Sur l'appel interjeté par Agfa, la cour de ce siège a confirmé le jugement entrepris en presque toutes ses dispositions notamment celles qui déboutaient Agfa et la condamnaient - et, y ajoutant, a dit que SMS était débitrice de 3 781,95 euro au titre de quatre factures impayées, qu'Agfa n'avait pas exécuté le jugement en ce qui concerne la remise de 25 % et qu'il devrait en être tenu compte lors de l'établissement des comptes, qu'Agfa devait payer une indemnité complémentaire de 20 000 euro sur le fondement de l'article 700 du Code de procédure civile.

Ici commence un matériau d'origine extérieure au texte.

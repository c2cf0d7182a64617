// perch_sim/src/prelude.rs

// Re-export the entire perch_core prelude so you can easily access
// pure types like `PoseStamped`, `ConsensusEstimator`, etc.
pub use perch_core::prelude::*;

// Re-export common simulation-specific types for easy access.
pub use crate::cli::Cli;
pub use crate::error::SimError;
pub use crate::simulation::config::structs::*;
pub use crate::simulation::config::{discover_scenarios, load_scenario};
pub use crate::simulation::core::prng::SimulationRng;
pub use crate::simulation::core::runner::{ScenarioRunner, ScenarioSummary};
pub use crate::simulation::sensors::{AttitudeSource, MarkerCamera};
// perch_core/src/prelude.rs

// --- Core Data Structures (The "nouns" of the library) ---
pub use crate::frames::{FrameHandle, FrameId};
pub use crate::messages::{AttitudeStamped, PoseStamped, PoseWithCovarianceStamped};
pub use crate::types::{Covariance6, PoseAxis, Timestamp};

// --- Configuration and Errors ---
pub use crate::config::{ConsensusConfig, FusionConfig, MountOffset};
pub use crate::error::{FilterError, Result};

// --- Estimation Algorithms ---
pub use crate::estimation::{
    correct, estimate, ConsensusEstimator, ConsensusResult, OrientationCorrector,
};
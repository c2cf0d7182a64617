// perch_core/src/geometry.rs

//! Small pose-space helpers shared by the estimators.

use nalgebra::{Isometry3, UnitQuaternion, Vector3};
use std::cmp::Ordering;

/// Euclidean distance between the translation parts of two poses.
pub fn translation_distance(a: &Isometry3<f64>, b: &Isometry3<f64>) -> f64 {
    (a.translation.vector - b.translation.vector).norm()
}

/// Geodesic angle in radians between two rotations, in `[0, pi]`.
///
/// `q` and `-q` describe the same rotation and are zero apart.
pub fn geodesic_angle(a: &UnitQuaternion<f64>, b: &UnitQuaternion<f64>) -> f64 {
    a.angle_to(b)
}

/// Flips `q` onto the same hemisphere of the unit 3-sphere as `reference`.
pub fn align_to_hemisphere(
    q: &UnitQuaternion<f64>,
    reference: &UnitQuaternion<f64>,
) -> UnitQuaternion<f64> {
    if q.coords.dot(&reference.coords) < 0.0 {
        UnitQuaternion::new_unchecked(-q.into_inner())
    } else {
        *q
    }
}

/// Geodesic (Karcher) mean of a set of rotations, seeded at `seed`.
///
/// Each iteration averages the tangent-space residuals `log(mean^-1 * q)` and
/// steps the mean along them, which is the proper spherical average rather than
/// a component-wise one. All inputs are first aligned to the seed's hemisphere,
/// and the result is returned on that hemisphere too. When every input equals
/// the seed the residuals are exactly zero and the seed comes back unchanged.
pub fn spherical_mean(
    rotations: &[UnitQuaternion<f64>],
    seed: &UnitQuaternion<f64>,
    max_iterations: usize,
    convergence: f64,
) -> UnitQuaternion<f64> {
    if rotations.is_empty() {
        return *seed;
    }

    let aligned: Vec<UnitQuaternion<f64>> = rotations
        .iter()
        .map(|q| align_to_hemisphere(q, seed))
        .collect();
    let n = aligned.len() as f64;

    let mut mean = *seed;
    for _ in 0..max_iterations {
        let mean_inv = mean.inverse();
        let step = aligned
            .iter()
            .map(|q| (mean_inv * q).scaled_axis())
            .fold(Vector3::zeros(), |acc, v| acc + v)
            / n;

        if step.norm() <= convergence {
            break;
        }
        mean *= UnitQuaternion::from_scaled_axis(step);
        mean.renormalize();
    }

    align_to_hemisphere(&mean, seed)
}

/// A total order over poses by their raw coordinates.
///
/// Used only to break exact ties deterministically, independent of input order.
pub fn pose_total_cmp(a: &Isometry3<f64>, b: &Isometry3<f64>) -> Ordering {
    let coords_a = a
        .translation
        .vector
        .iter()
        .chain(a.rotation.coords.iter());
    let coords_b = b
        .translation
        .vector
        .iter()
        .chain(b.rotation.coords.iter());

    coords_a
        .zip(coords_b)
        .map(|(x, y)| x.total_cmp(y))
        .find(|o| o.is_ne())
        .unwrap_or(Ordering::Equal)
}
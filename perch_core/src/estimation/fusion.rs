// perch_core/src/estimation/fusion.rs

use nalgebra::{Isometry3, UnitQuaternion};
use tracing::warn;

use crate::config::FusionConfig;
use crate::error::{FilterError, Result};
use crate::frames::FrameId;
use crate::messages::{AttitudeStamped, PoseStamped};

/// Replaces the orientation of a vision-derived marker pose with an inertial one.
///
/// Planar markers give ill-conditioned orientation estimates at oblique viewing
/// angles, especially in roll and pitch, while their translation is usually
/// good. The corrector keeps the vision translation bit-for-bit and swaps in the
/// attitude estimate rotated into the camera frame by the fixed mount offset.
#[derive(Debug, Clone)]
pub struct OrientationCorrector {
    config: FusionConfig,
    /// Cached `config.mount_offset.rotation()`.
    mount_rotation: UnitQuaternion<f64>,
}

impl Default for OrientationCorrector {
    fn default() -> Self {
        Self::new(FusionConfig::default())
    }
}

impl OrientationCorrector {
    /// Creates a corrector without checking the configuration.
    pub fn new(config: FusionConfig) -> Self {
        let mount_rotation = config.mount_offset.rotation();
        Self {
            config,
            mount_rotation,
        }
    }

    /// Creates a corrector after validating the configuration.
    pub fn try_new(config: FusionConfig) -> Result<Self> {
        config.validate()?;
        Ok(Self::new(config))
    }

    pub fn config(&self) -> &FusionConfig {
        &self.config
    }

    /// Returns `vision_pose` with its orientation replaced by `attitude`'s.
    ///
    /// The result keeps the timestamp and frame of `vision_pose`. The attitude is
    /// used as given: aligning the two in time is the caller's job.
    pub fn correct(
        &self,
        vision_pose: &PoseStamped,
        attitude: &AttitudeStamped,
    ) -> Result<PoseStamped> {
        let attitude_rotation = self.normalized_attitude(attitude)?;
        let rotation = self.mount_rotation * attitude_rotation;

        Ok(PoseStamped::new(
            vision_pose.timestamp,
            vision_pose.frame.clone(),
            Isometry3::from_parts(vision_pose.pose.translation, rotation),
        ))
    }

    /// The corrected pose inverted: where the camera sits as seen from the marker.
    ///
    /// `marker_frame` names the frame of the result, since a pose reading only
    /// carries the frame it is expressed in.
    pub fn observer_in_marker(
        &self,
        vision_pose: &PoseStamped,
        attitude: &AttitudeStamped,
        marker_frame: FrameId,
    ) -> Result<PoseStamped> {
        let corrected = self.correct(vision_pose, attitude)?;
        Ok(PoseStamped::new(
            corrected.timestamp,
            marker_frame,
            corrected.pose.inverse(),
        ))
    }

    fn normalized_attitude(&self, attitude: &AttitudeStamped) -> Result<UnitQuaternion<f64>> {
        let q = attitude.orientation;
        let finite = q.coords.iter().all(|c| c.is_finite());

        // Divide out the largest component first so huge finite inputs do not overflow the norm.
        let largest = q.coords.amax();
        let norm = if !finite {
            q.norm()
        } else if largest == 0.0 {
            0.0
        } else {
            largest * (q / largest).norm()
        };

        if !finite || norm <= self.config.min_quaternion_norm {
            warn!(
                norm,
                timestamp = attitude.timestamp,
                "rejecting attitude quaternion that cannot be normalized"
            );
            return Err(FilterError::InvalidOrientation { norm });
        }
        Ok(UnitQuaternion::new_normalize(q / largest))
    }
}

/// Runs the corrector with an identity mount offset.
pub fn correct(vision_pose: &PoseStamped, attitude: &AttitudeStamped) -> Result<PoseStamped> {
    OrientationCorrector::default().correct(vision_pose, attitude)
}

#[cfg(test)]
mod tests {
    use super::*;
    use crate::config::MountOffset;
    use crate::frames::FrameHandle;
    use approx::assert_abs_diff_eq;
    use nalgebra::{Quaternion, Vector3};
    use std::f64::consts::FRAC_PI_2;

    const CAMERA: FrameId = FrameId::Sensor(FrameHandle(1));

    fn assert_quat_approx_eq(q1: &UnitQuaternion<f64>, q2: &UnitQuaternion<f64>, epsilon: f64) {
        let angle_diff = q1.angle_to(q2);
        assert!(
            angle_diff < epsilon,
            "UnitQuaternions not approx equal. q1: {:?}, q2: {:?}, angle_diff: {}",
            q1.coords,
            q2.coords,
            angle_diff
        );
    }

    fn vision_pose() -> PoseStamped {
        PoseStamped::from_parts(
            12.5,
            CAMERA,
            Vector3::new(1.0, 2.0, 3.0),
            UnitQuaternion::from_euler_angles(0.4, -0.3, 0.2),
        )
    }

    fn attitude(q: Quaternion<f64>) -> AttitudeStamped {
        AttitudeStamped::new(12.4, FrameId::Local, q)
    }

    #[test]
    fn test_correct_keeps_translation_and_takes_attitude() {
        let q2 = UnitQuaternion::from_euler_angles(0.05, 0.02, 1.3);
        let corrected = correct(&vision_pose(), &AttitudeStamped::from_unit(3.0, FrameId::Local, q2))
            .unwrap();

        assert_eq!(corrected.translation(), Vector3::new(1.0, 2.0, 3.0));
        assert_quat_approx_eq(&corrected.rotation(), &q2, 1e-6);
        assert_abs_diff_eq!(corrected.rotation().coords, q2.coords, epsilon = 1e-15);
    }

    #[test]
    fn test_correct_stamps_with_vision_time_and_frame() {
        let corrected = correct(&vision_pose(), &attitude(Quaternion::identity())).unwrap();
        assert_eq!(corrected.timestamp, 12.5);
        assert_eq!(corrected.frame, CAMERA);
    }

    #[test]
    fn test_translation_is_bit_identical() {
        let vision = PoseStamped::from_parts(
            0.0,
            CAMERA,
            Vector3::new(0.1 + 0.2, -1e-300, 7.0 / 3.0),
            UnitQuaternion::identity(),
        );
        let offset = MountOffset::new(0.3, -1.2, 2.0);
        let corrector = OrientationCorrector::new(FusionConfig::new().with_mount_offset(offset));
        let corrected = corrector
            .correct(&vision, &attitude(Quaternion::new(0.9, 0.1, -0.2, 0.3)))
            .unwrap();

        for (a, b) in corrected.translation().iter().zip(vision.translation().iter()) {
            assert_eq!(a.to_bits(), b.to_bits());
        }
    }

    #[test]
    fn test_non_unit_attitude_matches_prenormalized_attitude() {
        let raw = Quaternion::new(0.7, 0.2, -0.4, 0.1) * 3.7;
        let unit = UnitQuaternion::from_quaternion(raw);

        let from_raw = correct(&vision_pose(), &attitude(raw)).unwrap();
        let from_unit = correct(&vision_pose(), &attitude(unit.into_inner())).unwrap();

        assert_abs_diff_eq!(
            from_raw.rotation().coords,
            from_unit.rotation().coords,
            epsilon = 1e-12
        );
        assert_eq!(from_raw.translation(), from_unit.translation());
    }

    #[test]
    fn test_zero_attitude_is_invalid_orientation() {
        let result = correct(&vision_pose(), &attitude(Quaternion::new(0.0, 0.0, 0.0, 0.0)));
        assert!(matches!(
            result,
            Err(FilterError::InvalidOrientation { norm }) if norm == 0.0
        ));
    }

    #[test]
    fn test_near_zero_and_nan_attitudes_are_invalid() {
        let tiny = correct(&vision_pose(), &attitude(Quaternion::new(1e-12, 0.0, 0.0, 0.0)));
        assert!(matches!(tiny, Err(FilterError::InvalidOrientation { .. })));

        let nan = correct(&vision_pose(), &attitude(Quaternion::new(f64::NAN, 0.0, 0.0, 1.0)));
        assert!(matches!(nan, Err(FilterError::InvalidOrientation { .. })));
    }

    #[test]
    fn test_huge_finite_attitude_is_normalized() {
        let huge = correct(&vision_pose(), &attitude(Quaternion::new(1e200, 1e200, 0.0, 0.0)))
            .unwrap();
        let expected = UnitQuaternion::from_quaternion(Quaternion::new(1.0, 1.0, 0.0, 0.0));
        assert_abs_diff_eq!(huge.rotation().coords, expected.coords, epsilon = 1e-12);

        let at_max = correct(
            &vision_pose(),
            &attitude(Quaternion::new(f64::MAX, 0.0, -f64::MAX, 0.0)),
        );
        assert!(at_max.is_ok());
    }

    #[test]
    fn test_mount_offset_is_applied_before_swap() {
        // Camera yawed a quarter turn relative to the attitude source.
        let offset = MountOffset::new(0.0, 0.0, FRAC_PI_2);
        let corrector = OrientationCorrector::try_new(FusionConfig::new().with_mount_offset(offset))
            .unwrap();

        let corrected = corrector
            .correct(&vision_pose(), &attitude(Quaternion::identity()))
            .unwrap();
        let expected = UnitQuaternion::from_axis_angle(&Vector3::z_axis(), FRAC_PI_2);
        assert_quat_approx_eq(&corrected.rotation(), &expected, 1e-6);
    }

    #[test]
    fn test_observer_in_marker_inverts_corrected_pose() {
        let q2 = UnitQuaternion::from_axis_angle(&Vector3::z_axis(), FRAC_PI_2);
        let corrector = OrientationCorrector::default();
        let observer = corrector
            .observer_in_marker(
                &vision_pose(),
                &AttitudeStamped::from_unit(0.0, FrameId::Local, q2),
                FrameId::Marker(7),
            )
            .unwrap();

        assert_eq!(observer.frame, FrameId::Marker(7));
        assert_eq!(observer.timestamp, 12.5);
        // Marker at (1, 2, 3) in a camera yawed +90deg: camera sits at R^T * -t.
        assert_abs_diff_eq!(
            observer.translation(),
            Vector3::new(-2.0, 1.0, -3.0),
            epsilon = 1e-12
        );
        assert_quat_approx_eq(&observer.rotation(), &q2.inverse(), 1e-6);
    }
}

Les demandes reconventionnelles de SMS et DMC fondées sur un préjudice d'image et financier, pour 50 000 euro chacune, ont été rejetées.
Agfa s'est pourvue en cassation. SMS et DMC ont formé un pourvoi incident.
Par arrêt en date du 31 mars 2009, la Cour de cassation a cassé partiellement l'arrêt du 18 septembre 2007 et renvoyé devant la Cour d'appel de Versailles autrement composée.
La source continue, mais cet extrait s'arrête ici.